Set down word for word the lines that begin the entries and run through the line containing "must make available.". Give nothing further.
──────────
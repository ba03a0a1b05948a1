//! Resource usage state: image layout, pipeline stages, access mask and
//! owning queue.

use bitflags::bitflags;
use serde::{Deserialize, Serialize};

bitflags! {
    /// Pipeline stages at which a resource is accessed.
    ///
    /// Mirrors the Vulkan synchronization2 stage flags used by the pipeline.
    #[derive(Debug, Clone, Copy, PartialEq, Eq, Hash, Default)]
    pub struct PipelineStages: u32 {
        const TOP_OF_PIPE = 1 << 0;
        const DRAW_INDIRECT = 1 << 1;
        const VERTEX_INPUT = 1 << 2;
        const VERTEX_SHADER = 1 << 3;
        const EARLY_FRAGMENT_TESTS = 1 << 4;
        const FRAGMENT_SHADER = 1 << 5;
        const LATE_FRAGMENT_TESTS = 1 << 6;
        const COLOR_ATTACHMENT_OUTPUT = 1 << 7;
        const COMPUTE_SHADER = 1 << 8;
        const TRANSFER = 1 << 9;
        const BOTTOM_OF_PIPE = 1 << 10;
        const ALL_COMMANDS = 1 << 11;
    }
}

bitflags! {
    /// Memory access types performed on a resource.
    #[derive(Debug, Clone, Copy, PartialEq, Eq, Hash, Default)]
    pub struct AccessFlags: u32 {
        const INDIRECT_COMMAND_READ = 1 << 0;
        const INDEX_READ = 1 << 1;
        const VERTEX_ATTRIBUTE_READ = 1 << 2;
        const UNIFORM_READ = 1 << 3;
        const SHADER_READ = 1 << 4;
        const SHADER_WRITE = 1 << 5;
        const COLOR_ATTACHMENT_READ = 1 << 6;
        const COLOR_ATTACHMENT_WRITE = 1 << 7;
        const DEPTH_STENCIL_ATTACHMENT_READ = 1 << 8;
        const DEPTH_STENCIL_ATTACHMENT_WRITE = 1 << 9;
        const TRANSFER_READ = 1 << 10;
        const TRANSFER_WRITE = 1 << 11;
        const MEMORY_READ = 1 << 12;
        const MEMORY_WRITE = 1 << 13;

        const ALL_WRITES = Self::SHADER_WRITE.bits()
            | Self::COLOR_ATTACHMENT_WRITE.bits()
            | Self::DEPTH_STENCIL_ATTACHMENT_WRITE.bits()
            | Self::TRANSFER_WRITE.bits()
            | Self::MEMORY_WRITE.bits();
    }
}

impl AccessFlags {
    /// Check if any write access is included.
    pub fn has_writes(self) -> bool {
        self.intersects(Self::ALL_WRITES)
    }

    /// Check if any read access is included.
    pub fn has_reads(self) -> bool {
        !(self - Self::ALL_WRITES).is_empty()
    }

    /// Only the write bits, which are what a barrier must make available.
    pub fn writes(self) -> Self {
        self & Self::ALL_WRITES
    }
}

/// Image layout states.
///
/// Buffers have no layout and always report [`ImageLayout::Undefined`].
#[derive(Debug, Clone, Copy, PartialEq, Eq, Hash, Default, Serialize, Deserialize)]
pub enum ImageLayout {
    /// Contents undefined. Can transition to any layout.
    #[default]
    Undefined,
    /// Least optimal but valid for every access (storage images, feedback loops).
    General,
    ColorAttachment,
    DepthStencilAttachment,
    DepthStencilReadOnly,
    ShaderReadOnly,
    TransferSrc,
    TransferDst,
    /// Ready to be handed to the presentation engine.
    PresentSrc,
}

/// Queue a pass executes on.
///
/// Each queue type maps to one queue family in the backend. Passes on
/// different queue types need ownership transfers and semaphores between
/// them.
#[derive(
    Debug, Clone, Copy, PartialEq, Eq, Hash, PartialOrd, Ord, Default, Serialize, Deserialize,
)]
pub enum QueueType {
    #[default]
    Graphics,
    Compute,
    Transfer,
}

impl QueueType {
    pub const ALL: [QueueType; 3] = [QueueType::Graphics, QueueType::Compute, QueueType::Transfer];

    pub fn index(self) -> usize {
        self as usize
    }
}

/// The (layout, stage, access, queue) state of a tracked resource.
#[derive(Debug, Clone, Copy, PartialEq, Eq, Hash, Default)]
pub struct ResourceState {
    pub layout: ImageLayout,
    pub stages: PipelineStages,
    pub access: AccessFlags,
    pub queue: QueueType,
}

impl ResourceState {
    /// State of a resource whose contents are undefined and that has not
    /// been used yet.
    pub const UNDEFINED: Self = Self {
        layout: ImageLayout::Undefined,
        stages: PipelineStages::empty(),
        access: AccessFlags::empty(),
        queue: QueueType::Graphics,
    };

    pub fn new(layout: ImageLayout, stages: PipelineStages, access: AccessFlags) -> Self {
        Self {
            layout,
            stages,
            access,
            queue: QueueType::Graphics,
        }
    }

    #[must_use]
    pub fn on_queue(mut self, queue: QueueType) -> Self {
        self.queue = queue;
        self
    }

    /// State of a swapchain image just handed over by the presentation engine.
    ///
    /// The contents are discarded. The stage is the one the image-acquired
    /// semaphore is waited at, so the first layout transition chains after it.
    pub fn acquired_swapchain() -> Self {
        Self::new(
            ImageLayout::Undefined,
            PipelineStages::COLOR_ATTACHMENT_OUTPUT,
            AccessFlags::empty(),
        )
    }

    /// State of a swapchain image ready for presentation.
    pub fn present() -> Self {
        Self::new(
            ImageLayout::PresentSrc,
            PipelineStages::BOTTOM_OF_PIPE,
            AccessFlags::empty(),
        )
    }

    /// Check if this state writes the resource.
    pub fn is_write(&self) -> bool {
        self.access.has_writes()
    }

    /// Check if the resource has never been used in this state's history.
    pub fn is_unused(&self) -> bool {
        self.stages.is_empty() && self.access.is_empty()
    }
}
──────────
SOLUTION -
repository ba03a0a1b05948a1
//! Resource usage state: image layout, pipeline stages, access mask and
//! owning queue.

use bitflags::bitflags;
use serde::{Deserialize, Serialize};

bitflags! {
    /// Pipeline stages at which a resource is accessed.
    ///
    /// Mirrors the Vulkan synchronization2 stage flags used by the pipeline.
    #[derive(Debug, Clone, Copy, PartialEq, Eq, Hash, Default)]
    pub struct PipelineStages: u32 {
        const TOP_OF_PIPE = 1 << 0;
        const DRAW_INDIRECT = 1 << 1;
        const VERTEX_INPUT = 1 << 2;
        const VERTEX_SHADER = 1 << 3;
        const EARLY_FRAGMENT_TESTS = 1 << 4;
        const FRAGMENT_SHADER = 1 << 5;
        const LATE_FRAGMENT_TESTS = 1 << 6;
        const COLOR_ATTACHMENT_OUTPUT = 1 << 7;
        const COMPUTE_SHADER = 1 << 8;
        const TRANSFER = 1 << 9;
        const BOTTOM_OF_PIPE = 1 << 10;
        const ALL_COMMANDS = 1 << 11;
    }
}

bitflags! {
    /// Memory access types performed on a resource.
    #[derive(Debug, Clone, Copy, PartialEq, Eq, Hash, Default)]
    pub struct AccessFlags: u32 {
        const INDIRECT_COMMAND_READ = 1 << 0;
        const INDEX_READ = 1 << 1;
        const VERTEX_ATTRIBUTE_READ = 1 << 2;
        const UNIFORM_READ = 1 << 3;
        const SHADER_READ = 1 << 4;
        const SHADER_WRITE = 1 << 5;
        const COLOR_ATTACHMENT_READ = 1 << 6;
        const COLOR_ATTACHMENT_WRITE = 1 << 7;
        const DEPTH_STENCIL_ATTACHMENT_READ = 1 << 8;
        const DEPTH_STENCIL_ATTACHMENT_WRITE = 1 << 9;
        const TRANSFER_READ = 1 << 10;
        const TRANSFER_WRITE = 1 << 11;
        const MEMORY_READ = 1 << 12;
        const MEMORY_WRITE = 1 << 13;

        const ALL_WRITES = Self::SHADER_WRITE.bits()
            | Self::COLOR_ATTACHMENT_WRITE.bits()
            | Self::DEPTH_STENCIL_ATTACHMENT_WRITE.bits()
            | Self::TRANSFER_WRITE.bits()
            | Self::MEMORY_WRITE.bits();
    }
}

impl AccessFlags {
    /// Check if any write access is included.
    pub fn has_writes(self) -> bool {
        self.intersects(Self::ALL_WRITES)
    }

    /// Check if any read access is included.
    pub fn has_reads(self) -> bool {
        !(self - Self::ALL_WRITES).is_empty()
    }

    /// Only the write bits, which are what a barrier must make available.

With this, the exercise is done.